-------- Materials provided --------
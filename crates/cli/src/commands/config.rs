use std::env;
use std::fs;
use std::path::{Path, PathBuf};

use secrecy::{ExposeSecret, SecretString};
use toml::Value;
use unikron_core::config::{AppConfig, LoadOptions, DEFAULT_CONFIG_FILE, ENV_KEYS};

pub fn run() -> String {
    let config = match AppConfig::load(LoadOptions::default()) {
        Ok(config) => config,
        Err(error) => return format!("config validation failed: {error}"),
    };

    let config_file_path = detect_config_path();
    let config_file_doc = load_config_file_doc(config_file_path.as_deref());

    let values = [
        ("catalog.path", config.catalog.path.display().to_string()),
        ("catalog.area_square_meters", config.catalog.area_square_meters.normalize().to_string()),
        ("render.api_key", redact_secret(config.render.api_key.as_ref())),
        ("render.endpoint", config.render.endpoint.clone()),
        ("render.timeout_secs", config.render.timeout_secs.to_string()),
        ("llm.api_key", redact_secret(config.llm.api_key.as_ref())),
        ("llm.base_url", config.llm.base_url.clone()),
        ("llm.model", config.llm.model.clone()),
        ("llm.timeout_secs", config.llm.timeout_secs.to_string()),
        ("payment.secret_key", redact_secret(config.payment.secret_key.as_ref())),
        ("payment.api_base_url", config.payment.api_base_url.clone()),
        ("payment.public_base_url", config.payment.public_base_url.clone()),
        ("payment.currency", config.payment.currency.clone()),
        ("payment.timeout_secs", config.payment.timeout_secs.to_string()),
        ("server.bind_address", config.server.bind_address.clone()),
        ("server.port", config.server.port.to_string()),
        ("server.graceful_shutdown_secs", config.server.graceful_shutdown_secs.to_string()),
        ("logging.level", config.logging.level.clone()),
        ("logging.format", config.logging.format.as_str().to_string()),
    ];

    let mut lines = vec!["effective config (source precedence: env > file > default):".to_string()];
    for (key_path, value) in values {
        let source = field_source(key_path, config_file_doc.as_ref(), config_file_path.as_deref());
        lines.push(render_line(key_path, &value, source));
    }

    lines.join("\n")
}

fn detect_config_path() -> Option<PathBuf> {
    [PathBuf::from(DEFAULT_CONFIG_FILE), Path::new("config").join(DEFAULT_CONFIG_FILE)]
        .into_iter()
        .find(|path| path.exists())
}

fn load_config_file_doc(path: Option<&Path>) -> Option<Value> {
    let path = path?;
    let raw = fs::read_to_string(path).ok()?;
    raw.parse::<Value>().ok()
}

fn field_source(
    key_path: &str,
    config_file_doc: Option<&Value>,
    config_file_path: Option<&Path>,
) -> String {
    let env_keys = ENV_KEYS
        .iter()
        .find(|(path, _)| *path == key_path)
        .map(|(_, keys)| *keys)
        .unwrap_or_default();
    if let Some(env_key) = env_keys.iter().find(|key| env::var_os(key).is_some()) {
        return format!("env ({env_key})");
    }

    if let Some(doc) = config_file_doc {
        if contains_path(doc, key_path) {
            let file_path = config_file_path
                .map(|path| path.display().to_string())
                .unwrap_or_else(|| "config file".to_string());
            return format!("file ({file_path})");
        }
    }

    "default".to_string()
}

fn contains_path(root: &Value, key_path: &str) -> bool {
    let mut current = root;
    for key in key_path.split('.') {
        let Some(next) = current.get(key) else {
            return false;
        };
        current = next;
    }
    true
}

fn render_line(key: &str, value: &str, source: String) -> String {
    format!("- {key} = {value} (source: {source})")
}

/// Keeps the key family visible (`sk_test_***`) and nothing else.
fn redact_secret(secret: Option<&SecretString>) -> String {
    let Some(secret) = secret else {
        return "<unset>".to_string();
    };
    let trimmed = secret.expose_secret().trim();
    if trimmed.is_empty() {
        return "<empty>".to_string();
    }

    let mut parts = trimmed.splitn(3, '_');
    match (parts.next(), parts.next(), parts.next()) {
        (Some(family), Some(mode), Some(_)) if family.len() == 2 => format!("{family}_{mode}_***"),
        _ => "<redacted>".to_string(),
    }
}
--------
Task instructions ▸ Isolate each line of the listing above that includes "find". Copy it.

Answer space ▸
        .find(|path| path.exists())
        .find(|(path, _)| *path == key_path)
    if let Some(env_key) = env_keys.iter().find(|key| env::var_os(key).is_some()) {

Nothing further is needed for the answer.